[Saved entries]
════

//! Ranked views over algorithm output, resolved to gene names

use crate::algorithms::{Module, ScoreVector};
use crate::storage::GeneGraph;
use std::cmp::Ordering;

/// Highest-scoring genes, best first
///
/// The sort is stable, so equal scores keep graph order.
///
/// # Example
///
/// ```
/// use geneprop::{propagate, report::top_scores, GeneGraph, RwrConfig};
///
/// let graph = GeneGraph::from_edges([("A", "B"), ("B", "C")]);
/// let seeds = graph.resolve_seeds(&["A"]).present;
/// let scores = propagate(&graph, &seeds, &RwrConfig::default()).unwrap();
///
/// let top = top_scores(&graph, &scores, 1);
/// assert_eq!(top[0].0, "A");
/// ```
#[must_use]
pub fn top_scores<'g>(
    graph: &'g GeneGraph,
    scores: &ScoreVector,
    n: usize,
) -> Vec<(&'g str, f64)> {
    let mut ranked: Vec<(&str, f64)> = scores
        .iter()
        .filter_map(|(node, score)| graph.node_name(node).map(|name| (name, score)))
        .collect();

    ranked.sort_by(|a, b| b.1.partial_cmp(&a.1).unwrap_or(Ordering::Equal));
    ranked.truncate(n);
    ranked
}

/// Module members as `(rank, gene)`, ascending by rank
#[must_use]
pub fn module_members<'g>(graph: &'g GeneGraph, module: &Module) -> Vec<(usize, &'g str)> {
    module
        .ranked()
        .into_iter()
        .filter_map(|(node, rank)| graph.node_name(node).map(|name| (rank, name)))
        .collect()
}
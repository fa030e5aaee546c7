//! geneprop CLI - rank candidate disease genes around a seed set
//!
//! # Examples
//!
//! ```bash
//! # RWR top-5 and a 30-gene DIAMOnD-style module
//! geneprop --network data/string_network_filtered_hugo-400.tsv --seeds data/genes_seed.txt
//!
//! # Tighter walk, bigger module, and keep a Parquet copy of the network
//! geneprop -n net.tsv -s seeds.txt --restart 0.7 --module-size 100 --export net
//! ```

use anyhow::{Context, Result};
use clap::Parser;
use geneprop::io::{load_network, load_seeds};
use geneprop::report::{module_members, top_scores};
use geneprop::{expand_module, propagate_run, ExpansionConfig, RwrConfig};
use std::path::PathBuf;
use std::process::ExitCode;
use tracing::{error, info, warn};
use tracing_subscriber::EnvFilter;

/// Network propagation (RWR) and module expansion from seed genes
#[derive(Parser, Debug)]
#[command(name = "geneprop")]
#[command(author, version, about, long_about = None)]
struct Cli {
    /// Interaction network (tab/whitespace edge list or STRING HUGO export)
    #[arg(short, long, env = "GENEPROP_NETWORK")]
    network: PathBuf,

    /// Seed genes, one per line
    #[arg(short, long, env = "GENEPROP_SEEDS")]
    seeds: PathBuf,

    /// Restart probability for the random walk, in (0, 1)
    #[arg(long, default_value_t = geneprop::config::DEFAULT_RESTART)]
    restart: f64,

    /// Maximum RWR iterations
    #[arg(long, default_value_t = geneprop::config::DEFAULT_MAX_ITER)]
    max_iter: usize,

    /// RWR convergence tolerance (L1)
    #[arg(long, default_value_t = geneprop::config::DEFAULT_TOL)]
    tol: f64,

    /// Target module size, seeds included
    #[arg(short = 'k', long, default_value_t = 30)]
    module_size: usize,

    /// Number of top RWR genes to print
    #[arg(long, default_value_t = 5)]
    top: usize,

    /// Number of module members to print
    #[arg(long, default_value_t = 10)]
    show: usize,

    /// Also write the parsed network to `<BASE>_nodes.parquet` / `<BASE>_edges.parquet`
    #[arg(long, value_name = "BASE")]
    export: Option<PathBuf>,

    /// Enable verbose output
    #[arg(short, long)]
    verbose: bool,

    /// Suppress all output except errors
    #[arg(short, long, conflicts_with = "verbose")]
    quiet: bool,
}

fn setup_logging(verbose: bool, quiet: bool) {
    let fallback = if quiet {
        "error"
    } else if verbose {
        "debug"
    } else {
        "info"
    };

    let filter = EnvFilter::try_from_default_env().unwrap_or_else(|_| EnvFilter::new(fallback));

    tracing_subscriber::fmt()
        .with_env_filter(filter)
        .with_target(false)
        .without_time()
        .init();
}

async fn run(cli: &Cli) -> Result<()> {
    let rwr = RwrConfig {
        restart: cli.restart,
        max_iter: cli.max_iter,
        tol: cli.tol,
    };
    let expansion = ExpansionConfig { k: cli.module_size };
    rwr.validate()?;
    expansion.validate()?;

    let graph = load_network(&cli.network)
        .with_context(|| format!("Could not load network {}", cli.network.display()))?;
    info!(path = %cli.network.display(), "network loaded");
    info!(
        nodes = graph.num_nodes(),
        edges = graph.num_edges(),
        weighted = graph.is_weighted(),
        "network size"
    );

    if let Some(base) = &cli.export {
        graph
            .write_parquet(base)
            .await
            .with_context(|| format!("Could not export network to {}", base.display()))?;
        info!(base = %base.display(), "network exported to Parquet");
    }

    let raw_seeds = load_seeds(&cli.seeds)
        .with_context(|| format!("Could not load seeds {}", cli.seeds.display()))?;
    info!(path = %cli.seeds.display(), count = raw_seeds.len(), "seeds loaded");

    let split = graph.resolve_seeds(&raw_seeds);
    info!(
        present = split.present.len(),
        total = raw_seeds.len(),
        "seeds present in network"
    );
    if !split.missing.is_empty() {
        warn!(missing = ?split.missing, "seeds not found in network");
    }

    let run = propagate_run(&graph, &split.present, &rwr)?;
    info!(
        iterations = run.iterations,
        converged = run.converged,
        "propagation completed (RWR)"
    );

    println!("Top {} genes by RWR score:", cli.top);
    for (gene, score) in top_scores(&graph, &run.scores, cli.top) {
        println!("   {gene}: {score:.6}");
    }

    let module = expand_module(&graph, &split.present, expansion.k)?;
    info!(size = module.len(), target = expansion.k, "module expansion completed");

    println!("\nFirst module genes:");
    for (rank, gene) in module_members(&graph, &module).into_iter().take(cli.show) {
        println!("  {rank:02}. {gene}");
    }

    Ok(())
}

#[tokio::main(flavor = "current_thread")]
async fn main() -> ExitCode {
    let cli = Cli::parse();

    setup_logging(cli.verbose, cli.quiet);

    match run(&cli).await {
        Ok(()) => ExitCode::SUCCESS,
        Err(e) => {
            error!("{e:#}");
            ExitCode::FAILURE
        }
    }
}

════

**Activity**
Read through the data above. Report each line that has the word "Result".

**Solution to the problem**
use anyhow::{Context, Result};
async fn run(cli: &Cli) -> Result<()> {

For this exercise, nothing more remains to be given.